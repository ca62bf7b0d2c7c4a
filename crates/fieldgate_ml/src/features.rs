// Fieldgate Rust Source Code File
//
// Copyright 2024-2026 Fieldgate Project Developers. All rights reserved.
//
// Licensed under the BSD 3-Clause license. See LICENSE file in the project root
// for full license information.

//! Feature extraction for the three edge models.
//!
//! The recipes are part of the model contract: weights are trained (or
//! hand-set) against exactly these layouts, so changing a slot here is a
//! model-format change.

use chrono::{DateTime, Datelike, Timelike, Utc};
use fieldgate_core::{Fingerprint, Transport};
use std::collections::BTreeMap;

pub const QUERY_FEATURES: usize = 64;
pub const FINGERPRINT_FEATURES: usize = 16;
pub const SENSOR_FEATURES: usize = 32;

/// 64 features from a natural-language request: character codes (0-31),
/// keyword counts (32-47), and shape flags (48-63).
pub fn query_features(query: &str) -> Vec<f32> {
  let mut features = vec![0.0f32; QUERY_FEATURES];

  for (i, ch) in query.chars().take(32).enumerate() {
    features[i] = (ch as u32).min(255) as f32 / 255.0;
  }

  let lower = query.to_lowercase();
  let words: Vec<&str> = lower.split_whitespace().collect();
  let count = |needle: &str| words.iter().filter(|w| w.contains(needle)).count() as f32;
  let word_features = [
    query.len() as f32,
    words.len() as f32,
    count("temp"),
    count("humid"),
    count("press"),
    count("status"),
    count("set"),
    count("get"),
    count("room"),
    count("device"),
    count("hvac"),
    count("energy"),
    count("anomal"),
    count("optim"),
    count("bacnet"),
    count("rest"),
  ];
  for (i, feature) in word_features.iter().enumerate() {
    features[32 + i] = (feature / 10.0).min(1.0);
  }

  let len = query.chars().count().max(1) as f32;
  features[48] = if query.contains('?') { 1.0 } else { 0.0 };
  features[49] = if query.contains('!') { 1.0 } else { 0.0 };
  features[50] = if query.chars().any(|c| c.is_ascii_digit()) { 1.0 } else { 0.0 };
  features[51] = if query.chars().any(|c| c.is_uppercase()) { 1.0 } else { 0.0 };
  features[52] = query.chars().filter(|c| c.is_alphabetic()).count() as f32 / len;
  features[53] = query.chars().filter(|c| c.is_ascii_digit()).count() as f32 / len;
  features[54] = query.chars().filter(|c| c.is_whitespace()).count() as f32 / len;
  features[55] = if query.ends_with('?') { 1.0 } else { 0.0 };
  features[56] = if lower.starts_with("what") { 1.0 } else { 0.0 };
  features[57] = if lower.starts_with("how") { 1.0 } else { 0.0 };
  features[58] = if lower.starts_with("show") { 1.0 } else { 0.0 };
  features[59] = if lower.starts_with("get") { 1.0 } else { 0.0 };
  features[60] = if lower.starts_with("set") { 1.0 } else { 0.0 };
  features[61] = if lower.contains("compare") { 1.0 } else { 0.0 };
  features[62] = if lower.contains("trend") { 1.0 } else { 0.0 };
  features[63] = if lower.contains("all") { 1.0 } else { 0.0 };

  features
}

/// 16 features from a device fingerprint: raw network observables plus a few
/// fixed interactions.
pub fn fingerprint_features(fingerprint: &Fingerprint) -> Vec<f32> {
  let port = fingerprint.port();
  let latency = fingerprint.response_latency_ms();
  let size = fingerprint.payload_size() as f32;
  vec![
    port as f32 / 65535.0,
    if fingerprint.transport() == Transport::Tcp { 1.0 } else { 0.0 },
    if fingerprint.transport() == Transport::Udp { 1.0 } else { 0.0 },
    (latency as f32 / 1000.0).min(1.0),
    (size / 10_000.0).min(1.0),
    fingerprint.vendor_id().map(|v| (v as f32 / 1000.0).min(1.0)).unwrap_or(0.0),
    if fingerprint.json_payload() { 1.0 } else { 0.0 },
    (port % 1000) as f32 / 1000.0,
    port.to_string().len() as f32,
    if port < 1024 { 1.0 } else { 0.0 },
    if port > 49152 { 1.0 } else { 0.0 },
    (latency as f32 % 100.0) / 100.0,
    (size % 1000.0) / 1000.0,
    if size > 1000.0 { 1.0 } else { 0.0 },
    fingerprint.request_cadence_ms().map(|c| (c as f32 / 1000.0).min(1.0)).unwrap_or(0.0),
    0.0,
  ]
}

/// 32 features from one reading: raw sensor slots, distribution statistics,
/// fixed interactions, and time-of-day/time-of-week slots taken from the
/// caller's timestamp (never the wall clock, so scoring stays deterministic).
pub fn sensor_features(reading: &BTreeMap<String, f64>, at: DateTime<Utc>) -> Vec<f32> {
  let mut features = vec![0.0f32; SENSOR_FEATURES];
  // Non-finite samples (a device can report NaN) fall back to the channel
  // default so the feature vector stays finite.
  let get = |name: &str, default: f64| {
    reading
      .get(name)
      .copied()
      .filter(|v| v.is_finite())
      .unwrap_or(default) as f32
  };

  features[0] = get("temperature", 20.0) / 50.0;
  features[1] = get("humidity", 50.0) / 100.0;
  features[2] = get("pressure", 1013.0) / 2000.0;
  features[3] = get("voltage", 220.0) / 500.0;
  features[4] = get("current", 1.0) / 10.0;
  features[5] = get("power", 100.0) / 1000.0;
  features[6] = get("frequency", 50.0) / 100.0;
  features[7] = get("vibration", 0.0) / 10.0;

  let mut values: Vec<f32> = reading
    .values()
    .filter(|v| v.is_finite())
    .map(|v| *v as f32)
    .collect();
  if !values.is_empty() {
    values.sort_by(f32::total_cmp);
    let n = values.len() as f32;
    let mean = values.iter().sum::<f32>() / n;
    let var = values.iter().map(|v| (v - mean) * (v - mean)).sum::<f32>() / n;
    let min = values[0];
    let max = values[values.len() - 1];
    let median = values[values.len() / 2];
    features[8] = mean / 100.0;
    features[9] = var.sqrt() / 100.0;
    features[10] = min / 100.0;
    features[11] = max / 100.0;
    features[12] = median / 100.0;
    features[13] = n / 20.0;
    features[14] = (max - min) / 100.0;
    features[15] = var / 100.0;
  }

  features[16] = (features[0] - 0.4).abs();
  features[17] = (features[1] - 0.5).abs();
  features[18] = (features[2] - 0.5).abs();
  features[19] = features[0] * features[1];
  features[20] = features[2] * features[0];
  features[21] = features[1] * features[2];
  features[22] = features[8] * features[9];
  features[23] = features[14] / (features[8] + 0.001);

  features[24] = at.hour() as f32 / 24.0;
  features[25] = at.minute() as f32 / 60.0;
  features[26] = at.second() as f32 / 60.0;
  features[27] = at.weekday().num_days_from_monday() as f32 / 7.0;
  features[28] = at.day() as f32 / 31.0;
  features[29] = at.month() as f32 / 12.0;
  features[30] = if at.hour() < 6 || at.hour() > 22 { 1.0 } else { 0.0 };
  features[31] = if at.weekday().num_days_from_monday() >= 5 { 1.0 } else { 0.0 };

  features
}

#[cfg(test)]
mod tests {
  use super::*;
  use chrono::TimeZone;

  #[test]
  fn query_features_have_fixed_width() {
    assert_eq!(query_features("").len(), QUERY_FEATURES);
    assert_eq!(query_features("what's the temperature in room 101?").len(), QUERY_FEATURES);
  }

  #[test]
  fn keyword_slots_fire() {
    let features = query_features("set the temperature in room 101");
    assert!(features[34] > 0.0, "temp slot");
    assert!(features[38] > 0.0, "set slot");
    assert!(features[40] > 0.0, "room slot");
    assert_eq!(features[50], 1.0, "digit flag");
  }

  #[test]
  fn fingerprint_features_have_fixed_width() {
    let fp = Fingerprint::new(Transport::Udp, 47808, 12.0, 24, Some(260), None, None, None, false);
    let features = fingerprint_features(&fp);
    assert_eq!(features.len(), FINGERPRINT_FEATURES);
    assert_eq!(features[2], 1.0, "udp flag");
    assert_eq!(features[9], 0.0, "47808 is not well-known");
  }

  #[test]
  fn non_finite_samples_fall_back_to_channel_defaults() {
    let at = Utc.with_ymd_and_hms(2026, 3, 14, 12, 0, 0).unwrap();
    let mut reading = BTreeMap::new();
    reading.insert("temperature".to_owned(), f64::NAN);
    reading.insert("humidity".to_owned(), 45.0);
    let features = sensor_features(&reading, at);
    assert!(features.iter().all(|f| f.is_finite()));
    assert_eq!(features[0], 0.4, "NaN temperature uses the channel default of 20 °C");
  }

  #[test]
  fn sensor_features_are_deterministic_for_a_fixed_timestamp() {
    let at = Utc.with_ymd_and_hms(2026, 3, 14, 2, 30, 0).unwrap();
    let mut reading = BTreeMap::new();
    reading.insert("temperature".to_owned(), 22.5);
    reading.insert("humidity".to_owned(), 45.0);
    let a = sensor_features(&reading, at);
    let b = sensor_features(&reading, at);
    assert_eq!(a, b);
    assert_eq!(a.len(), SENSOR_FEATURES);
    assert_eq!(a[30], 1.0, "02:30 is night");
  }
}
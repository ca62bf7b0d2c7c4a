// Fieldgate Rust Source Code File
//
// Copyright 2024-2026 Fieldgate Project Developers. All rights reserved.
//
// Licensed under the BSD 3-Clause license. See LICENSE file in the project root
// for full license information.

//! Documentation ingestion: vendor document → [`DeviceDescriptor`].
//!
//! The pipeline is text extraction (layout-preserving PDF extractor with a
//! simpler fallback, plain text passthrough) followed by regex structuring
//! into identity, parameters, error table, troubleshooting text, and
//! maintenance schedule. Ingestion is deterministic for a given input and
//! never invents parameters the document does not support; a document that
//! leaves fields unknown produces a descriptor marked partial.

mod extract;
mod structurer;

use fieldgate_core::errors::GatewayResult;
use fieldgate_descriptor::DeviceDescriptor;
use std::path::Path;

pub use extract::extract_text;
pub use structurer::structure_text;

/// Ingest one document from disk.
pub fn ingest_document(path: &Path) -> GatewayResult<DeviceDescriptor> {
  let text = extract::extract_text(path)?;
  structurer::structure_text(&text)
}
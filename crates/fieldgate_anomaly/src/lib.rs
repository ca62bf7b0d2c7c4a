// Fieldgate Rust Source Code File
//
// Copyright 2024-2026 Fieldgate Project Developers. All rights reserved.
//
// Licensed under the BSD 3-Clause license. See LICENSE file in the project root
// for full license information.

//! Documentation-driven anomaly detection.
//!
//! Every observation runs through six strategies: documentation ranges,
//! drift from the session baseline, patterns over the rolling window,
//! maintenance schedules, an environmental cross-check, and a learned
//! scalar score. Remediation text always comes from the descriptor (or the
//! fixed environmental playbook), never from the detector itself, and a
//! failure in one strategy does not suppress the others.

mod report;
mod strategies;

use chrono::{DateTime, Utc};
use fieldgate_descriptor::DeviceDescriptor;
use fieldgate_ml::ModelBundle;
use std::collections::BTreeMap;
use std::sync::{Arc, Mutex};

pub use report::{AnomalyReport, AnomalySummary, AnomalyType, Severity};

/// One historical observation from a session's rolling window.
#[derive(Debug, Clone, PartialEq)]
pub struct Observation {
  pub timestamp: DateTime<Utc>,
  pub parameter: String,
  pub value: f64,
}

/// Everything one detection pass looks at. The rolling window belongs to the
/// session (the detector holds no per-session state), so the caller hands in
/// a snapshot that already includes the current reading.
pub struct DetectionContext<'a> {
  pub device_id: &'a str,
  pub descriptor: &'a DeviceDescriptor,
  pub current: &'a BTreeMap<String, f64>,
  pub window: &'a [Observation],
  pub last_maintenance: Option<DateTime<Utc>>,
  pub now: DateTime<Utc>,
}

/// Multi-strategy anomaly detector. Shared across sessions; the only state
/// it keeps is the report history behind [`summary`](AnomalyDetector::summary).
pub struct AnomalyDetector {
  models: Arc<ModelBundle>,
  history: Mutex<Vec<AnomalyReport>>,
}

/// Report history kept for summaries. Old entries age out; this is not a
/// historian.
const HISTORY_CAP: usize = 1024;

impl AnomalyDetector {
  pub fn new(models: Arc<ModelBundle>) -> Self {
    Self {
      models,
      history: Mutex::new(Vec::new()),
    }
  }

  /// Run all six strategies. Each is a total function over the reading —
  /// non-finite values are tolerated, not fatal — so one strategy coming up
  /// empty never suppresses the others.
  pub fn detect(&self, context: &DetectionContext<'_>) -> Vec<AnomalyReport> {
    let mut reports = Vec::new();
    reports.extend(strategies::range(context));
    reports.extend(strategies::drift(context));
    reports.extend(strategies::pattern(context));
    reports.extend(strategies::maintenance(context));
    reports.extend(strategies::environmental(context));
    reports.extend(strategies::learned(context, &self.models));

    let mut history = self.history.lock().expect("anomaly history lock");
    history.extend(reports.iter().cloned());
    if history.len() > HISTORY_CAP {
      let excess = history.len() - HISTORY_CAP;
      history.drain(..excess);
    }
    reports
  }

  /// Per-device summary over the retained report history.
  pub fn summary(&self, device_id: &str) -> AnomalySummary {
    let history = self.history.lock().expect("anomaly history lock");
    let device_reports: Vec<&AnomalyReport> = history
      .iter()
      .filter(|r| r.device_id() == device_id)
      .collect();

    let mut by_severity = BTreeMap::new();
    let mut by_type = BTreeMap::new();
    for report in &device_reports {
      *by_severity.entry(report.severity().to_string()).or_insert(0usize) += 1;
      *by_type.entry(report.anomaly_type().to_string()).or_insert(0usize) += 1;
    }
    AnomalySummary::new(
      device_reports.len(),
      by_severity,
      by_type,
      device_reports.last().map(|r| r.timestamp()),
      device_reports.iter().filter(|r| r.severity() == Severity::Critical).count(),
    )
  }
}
########################################
WORK TO COMPLETE =>
From the entries above, copy every line that holds the word "filter".

RESULT OF THE EXERCISE =>
  let count = |needle: &str| words.iter().filter(|w| w.contains(needle)).count() as f32;
  features[52] = query.chars().filter(|c| c.is_alphabetic()).count() as f32 / len;
  features[53] = query.chars().filter(|c| c.is_ascii_digit()).count() as f32 / len;
  features[54] = query.chars().filter(|c| c.is_whitespace()).count() as f32 / len;
      .filter(|v| v.is_finite())
    .filter(|v| v.is_finite())
      .filter(|r| r.device_id() == device_id)
      device_reports.iter().filter(|r| r.severity() == Severity::Critical).count(),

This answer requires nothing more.